About this exercise: Whenever the word "impl" appears in a line of the data below, copy that line.

--- Information given Enclosed Below ---

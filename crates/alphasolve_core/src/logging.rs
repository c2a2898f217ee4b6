//! Logging bootstrap.
//!
//! # Responsibility
//! - Start the `log` backend once per process, to stderr or rotating files.
//! - Capture panics as structured log events.
//!
//! # Invariants
//! - Initialization never panics.
//! - Repeating the same configuration is a no-op; a different one is rejected.
//! - Log events carry ids, kinds and counts only, never equation text.

use crate::config::{LogConfig, LogTarget};
use flexi_logger::{Cleanup, Criterion, FileSpec, Logger, LoggerHandle, Naming, WriteMode};
use log::{error, info};
use once_cell::sync::OnceCell;
use std::error::Error;
use std::fmt::{Display, Formatter};
use std::path::PathBuf;

const LOG_FILE_BASENAME: &str = "alphasolve";
const MAX_LOG_FILE_SIZE_BYTES: u64 = 10 * 1024 * 1024;
const MAX_LOG_FILES: usize = 5;
const MAX_PANIC_PAYLOAD_CHARS: usize = 160;
const MAX_ERROR_CHARS: usize = 200;

static LOGGING_STATE: OnceCell<LoggingState> = OnceCell::new();
static PANIC_HOOK_INSTALLED: OnceCell<()> = OnceCell::new();

struct LoggingState {
    level: &'static str,
    target: LogTarget,
    _handle: LoggerHandle,
}

/// Logging bootstrap failures.
#[derive(Debug, Clone, PartialEq, Eq)]
pub enum LoggingError {
    UnsupportedLevel(String),
    /// Directory target is blank, relative, or cannot be created.
    InvalidDirectory(String),
    /// Logging is already active with another level or target.
    Conflict { active: String, requested: String },
    Backend(String),
}

impl Display for LoggingError {
    fn fmt(&self, f: &mut Formatter<'_>) -> std::fmt::Result {
        match self {
            Self::UnsupportedLevel(level) => write!(
                f,
                "unsupported log level `{level}`; expected trace|debug|info|warn|error"
            ),
            Self::InvalidDirectory(message) => write!(f, "invalid log directory: {message}"),
            Self::Conflict { active, requested } => write!(
                f,
                "logging already initialized as `{active}`; refusing to switch to `{requested}`"
            ),
            Self::Backend(message) => write!(f, "failed to start logger: {message}"),
        }
    }
}

impl Error for LoggingError {}

/// Starts logging for `config`.
///
/// # Errors
/// - `UnsupportedLevel` / `InvalidDirectory` for bad input.
/// - `Conflict` when already started with a different level or target.
/// - `Backend` when flexi_logger cannot start.
pub fn init_logging(config: &LogConfig) -> Result<(), LoggingError> {
    let level = normalize_level(&config.level)?;
    let target = normalize_target(&config.target)?;

    let state = LOGGING_STATE.get_or_try_init(|| start_backend(level, &target))?;
    if state.level != level || state.target != target {
        return Err(LoggingError::Conflict {
            active: describe(state.level, &state.target),
            requested: describe(level, &target),
        });
    }
    Ok(())
}

/// Active `(level, target)`, or `None` before [`init_logging`] succeeds.
pub fn logging_status() -> Option<(&'static str, LogTarget)> {
    LOGGING_STATE
        .get()
        .map(|state| (state.level, state.target.clone()))
}

/// `debug` in debug builds, `info` in release builds.
pub fn default_log_level() -> &'static str {
    if cfg!(debug_assertions) {
        "debug"
    } else {
        "info"
    }
}

fn start_backend(level: &'static str, target: &LogTarget) -> Result<LoggingState, LoggingError> {
    let logger = Logger::try_with_str(level)
        .map_err(|err| LoggingError::Backend(err.to_string()))?;
    let logger = match target {
        LogTarget::Stderr => logger
            .log_to_stderr()
            .format_for_stderr(flexi_logger::detailed_format)
            .write_mode(WriteMode::Direct),
        LogTarget::Directory(dir) => {
            std::fs::create_dir_all(dir).map_err(|err| {
                LoggingError::InvalidDirectory(format!("`{}`: {err}", dir.display()))
            })?;
            logger
                .log_to_file(
                    FileSpec::default()
                        .directory(dir.as_path())
                        .basename(LOG_FILE_BASENAME),
                )
                .rotate(
                    Criterion::Size(MAX_LOG_FILE_SIZE_BYTES),
                    Naming::Numbers,
                    Cleanup::KeepLogFiles(MAX_LOG_FILES),
                )
                .write_mode(WriteMode::BufferAndFlush)
                .append()
                .format_for_files(flexi_logger::detailed_format)
        }
    };
    let handle = logger
        .start()
        .map_err(|err| LoggingError::Backend(err.to_string()))?;

    install_panic_hook_once();
    info!(
        "event=app_start module=core status=ok platform={} version={} level={} target={}",
        std::env::consts::OS,
        env!("CARGO_PKG_VERSION"),
        level,
        describe(level, target)
    );

    Ok(LoggingState {
        level,
        target: target.clone(),
        _handle: handle,
    })
}

fn describe(level: &str, target: &LogTarget) -> String {
    match target {
        LogTarget::Stderr => format!("{level}@stderr"),
        LogTarget::Directory(dir) => format!("{level}@{}", dir.display()),
    }
}

fn normalize_level(level: &str) -> Result<&'static str, LoggingError> {
    match level.trim().to_ascii_lowercase().as_str() {
        "trace" => Ok("trace"),
        "debug" => Ok("debug"),
        "info" => Ok("info"),
        "warn" | "warning" => Ok("warn"),
        "error" => Ok("error"),
        other => Err(LoggingError::UnsupportedLevel(other.to_string())),
    }
}

fn normalize_target(target: &LogTarget) -> Result<LogTarget, LoggingError> {
    match target {
        LogTarget::Stderr => Ok(LogTarget::Stderr),
        LogTarget::Directory(dir) => {
            if dir.as_os_str().is_empty() {
                return Err(LoggingError::InvalidDirectory(
                    "directory cannot be empty".to_string(),
                ));
            }
            if !dir.is_absolute() {
                return Err(LoggingError::InvalidDirectory(format!(
                    "must be absolute, got `{}`",
                    dir.display()
                )));
            }
            Ok(LogTarget::Directory(PathBuf::from(dir)))
        }
    }
}

fn install_panic_hook_once() {
    if PANIC_HOOK_INSTALLED.set(()).is_err() {
        return;
    }
    let previous_hook = std::panic::take_hook();
    std::panic::set_hook(Box::new(move |panic_info| {
        let location = panic_info
            .location()
            .map(|loc| format!("{}:{}", loc.file(), loc.line()))
            .unwrap_or_else(|| "unknown".to_string());
        let payload = panic_info
            .payload()
            .downcast_ref::<&str>()
            .map(|message| (*message).to_string())
            .or_else(|| panic_info.payload().downcast_ref::<String>().cloned())
            .unwrap_or_else(|| "non-string panic payload".to_string());
        error!(
            "event=panic_captured module=core status=error location={} payload={}",
            location,
            sanitize_message(&payload, MAX_PANIC_PAYLOAD_CHARS)
        );
        previous_hook(panic_info);
    }));
}

/// One-line, length-capped rendering of an error for log fields.
pub(crate) fn loggable_error(err: &dyn Display) -> String {
    sanitize_message(&err.to_string(), MAX_ERROR_CHARS)
}

/// Flattens `value` onto one line and caps it at `max_chars`.
pub(crate) fn sanitize_message(value: &str, max_chars: usize) -> String {
    let flattened = value.replace(['\n', '\r'], " ");
    let mut capped: String = flattened.chars().take(max_chars).collect();
    if flattened.chars().count() > max_chars {
        capped.push_str("...");
    }
    capped
}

--- End of Enclosed Information given ---

Result below:
impl Display for LoggingError {
impl Error for LoggingError {}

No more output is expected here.